Task to carry out: Where in the data does the word "matches" appear? Find those lines and copy them.

Information:

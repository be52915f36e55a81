use bombcat_bot::PolicyKind;
use bombcat_core::game::MatchConfig;
use serde::Deserialize;
use std::fs::File;
use std::io::BufReader;
use std::path::{Path, PathBuf};
use thiserror::Error;
use tracing::Level;

const DEFAULT_MAX_SUB_TURNS: u64 = 5_000;
const RUN_ID_ALLOWED: &str = "abcdefghijklmnopqrstuvwxyzABCDEFGHIJKLMNOPQRSTUVWXYZ0123456789._-";

/// Root bench configuration loaded from YAML.
#[derive(Debug, Clone, Deserialize, PartialEq)]
pub struct BenchConfig {
    pub run_id: String,
    pub matches: SeriesConfig,
    pub agents: AgentsConfig,
    #[serde(default)]
    pub rules: MatchConfig,
    pub outputs: OutputsConfig,
    #[serde(default)]
    pub logging: LoggingConfig,
}

impl BenchConfig {
    /// Load configuration from a YAML file on disk.
    pub fn from_path(path: impl AsRef<Path>) -> Result<Self, ConfigError> {
        let path = path.as_ref();
        let path_buf = path.to_path_buf();
        let file = File::open(path).map_err(|source| ConfigError::Read {
            source,
            path: path_buf.clone(),
        })?;
        let reader = BufReader::new(file);
        let mut cfg: BenchConfig =
            serde_yaml::from_reader(reader).map_err(|source| ConfigError::Parse {
                source,
                path: path_buf.clone(),
            })?;
        cfg.validate().map_err(|source| ConfigError::Invalid {
            path: path_buf,
            source,
        })?;
        Ok(cfg)
    }

    /// Validate the configuration without performing I/O.
    pub fn validate(&mut self) -> Result<(), ValidationError> {
        validate_run_id(&self.run_id)?;
        self.matches.validate()?;
        self.agents.kinds()?;
        self.rules.validate()?;
        self.outputs.validate(&self.run_id)?;
        self.logging.normalize();
        Ok(())
    }

    /// Resolve output templates (e.g., `{run_id}` placeholders) into concrete paths.
    pub fn resolved_outputs(&self) -> ResolvedOutputs {
        ResolvedOutputs {
            jsonl: resolve_template(&self.run_id, &self.outputs.jsonl),
            summary_md: resolve_template(&self.run_id, &self.outputs.summary_md),
        }
    }
}

/// How many matches to play and from which master seed.
#[derive(Debug, Clone, Deserialize, PartialEq)]
pub struct SeriesConfig {
    #[serde(default)]
    pub seed: Option<u64>,
    pub count: usize,
    #[serde(default = "default_max_sub_turns")]
    pub max_sub_turns: u64,
}

impl SeriesConfig {
    fn validate(&self) -> Result<(), ValidationError> {
        if self.count == 0 {
            return Err(ValidationError::InvalidField {
                field: "matches.count".to_string(),
                message: "number of matches must be greater than zero".to_string(),
            });
        }

        if self.max_sub_turns == 0 {
            return Err(ValidationError::InvalidField {
                field: "matches.max_sub_turns".to_string(),
                message: "sub-turn limit must be at least 1".to_string(),
            });
        }

        Ok(())
    }
}

fn default_max_sub_turns() -> u64 {
    DEFAULT_MAX_SUB_TURNS
}

/// Policies standing in for each seat.
#[derive(Debug, Clone, Deserialize, PartialEq)]
pub struct AgentsConfig {
    #[serde(default = "default_human_agent")]
    pub human: String,
    #[serde(default = "default_bot_agent")]
    pub bot: String,
}

impl Default for AgentsConfig {
    fn default() -> Self {
        Self {
            human: default_human_agent(),
            bot: default_bot_agent(),
        }
    }
}

impl AgentsConfig {
    pub fn kinds(&self) -> Result<(PolicyKind, PolicyKind), ValidationError> {
        let parse = |field: &str, value: &str| {
            value
                .parse::<PolicyKind>()
                .map_err(|message| ValidationError::InvalidField {
                    field: field.to_string(),
                    message,
                })
        };
        Ok((parse("agents.human", &self.human)?, parse("agents.bot", &self.bot)?))
    }
}

fn default_human_agent() -> String {
    PolicyKind::Random.as_str().to_string()
}

fn default_bot_agent() -> String {
    PolicyKind::Heuristic.as_str().to_string()
}

/// Output artifact configuration.
#[derive(Debug, Clone, Deserialize, PartialEq)]
pub struct OutputsConfig {
    pub jsonl: String,
    pub summary_md: String,
}

impl OutputsConfig {
    fn validate(&self, run_id: &str) -> Result<(), ValidationError> {
        for (label, value) in [
            ("outputs.jsonl", &self.jsonl),
            ("outputs.summary_md", &self.summary_md),
        ] {
            if value.trim().is_empty() {
                return Err(ValidationError::InvalidField {
                    field: label.to_string(),
                    message: "path must not be empty".to_string(),
                });
            }

            let resolved = resolve_template(run_id, value);
            if resolved.components().count() == 0 {
                return Err(ValidationError::InvalidField {
                    field: label.to_string(),
                    message: "resolved path is invalid".to_string(),
                });
            }
        }
        Ok(())
    }
}

/// Logging configuration defaults to disabled structured logs.
#[derive(Debug, Clone, Deserialize, PartialEq)]
pub struct LoggingConfig {
    #[serde(default)]
    pub enable_structured: bool,
    #[serde(default = "default_tracing_level")]
    pub tracing_level: String,
    /// Keep the match narration (`bombcat_core::narration`) in the telemetry.
    #[serde(default)]
    pub narration: bool,
}

impl Default for LoggingConfig {
    fn default() -> Self {
        Self {
            enable_structured: false,
            tracing_level: default_tracing_level(),
            narration: false,
        }
    }
}

impl LoggingConfig {
    fn normalize(&mut self) {
        if self.tracing_level.trim().is_empty() {
            self.tracing_level = default_tracing_level();
        }
    }

    pub fn level(&self) -> Option<Level> {
        match self.tracing_level.to_ascii_lowercase().as_str() {
            "trace" => Some(Level::TRACE),
            "debug" => Some(Level::DEBUG),
            "info" => Some(Level::INFO),
            "warn" | "warning" => Some(Level::WARN),
            "error" => Some(Level::ERROR),
            _ => None,
        }
    }
}

fn default_tracing_level() -> String {
    "info".to_string()
}

fn validate_run_id(run_id: &str) -> Result<(), ValidationError> {
    if run_id.trim().is_empty() {
        return Err(ValidationError::InvalidField {
            field: "run_id".to_string(),
            message: "run_id must not be empty".to_string(),
        });
    }

    if !run_id.chars().all(|c| RUN_ID_ALLOWED.contains(c)) {
        return Err(ValidationError::InvalidField {
            field: "run_id".to_string(),
            message: "run_id may only contain alphanumeric characters, '.', '_' or '-'".to_string(),
        });
    }

    Ok(())
}

fn resolve_template(run_id: &str, template: &str) -> PathBuf {
    PathBuf::from(template.replace("{run_id}", run_id))
}

/// Fully resolved output paths.
#[derive(Debug, Clone, PartialEq, Eq)]
pub struct ResolvedOutputs {
    pub jsonl: PathBuf,
    pub summary_md: PathBuf,
}

/// Errors surfaced when loading configuration files.
#[derive(Debug, Error)]
pub enum ConfigError {
    #[error("failed to read config {path:?}: {source}")]
    Read {
        #[source]
        source: std::io::Error,
        path: PathBuf,
    },
    #[error("failed to parse config {path:?}: {source}")]
    Parse {
        #[source]
        source: serde_yaml::Error,
        path: PathBuf,
    },
    #[error("invalid configuration in {path:?}: {source}")]
    Invalid {
        path: PathBuf,
        source: ValidationError,
    },
}

impl ConfigError {
    pub fn path(&self) -> &Path {
        match self {
            ConfigError::Read { path, .. }
            | ConfigError::Parse { path, .. }
            | ConfigError::Invalid { path, .. } => path.as_path(),
        }
    }
}

/// Validation failures captured with contextual metadata.
#[derive(Debug, Error)]
pub enum ValidationError {
    #[error("{field}: {message}")]
    InvalidField { field: String, message: String },
    #[error("rules: {0}")]
    Rules(#[from] bombcat_core::game::ConfigError),
}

Task output:
    pub matches: SeriesConfig,
        self.matches.validate()?;
/// How many matches to play and from which master seed.
                field: "matches.count".to_string(),
                message: "number of matches must be greater than zero".to_string(),
                field: "matches.max_sub_turns".to_string(),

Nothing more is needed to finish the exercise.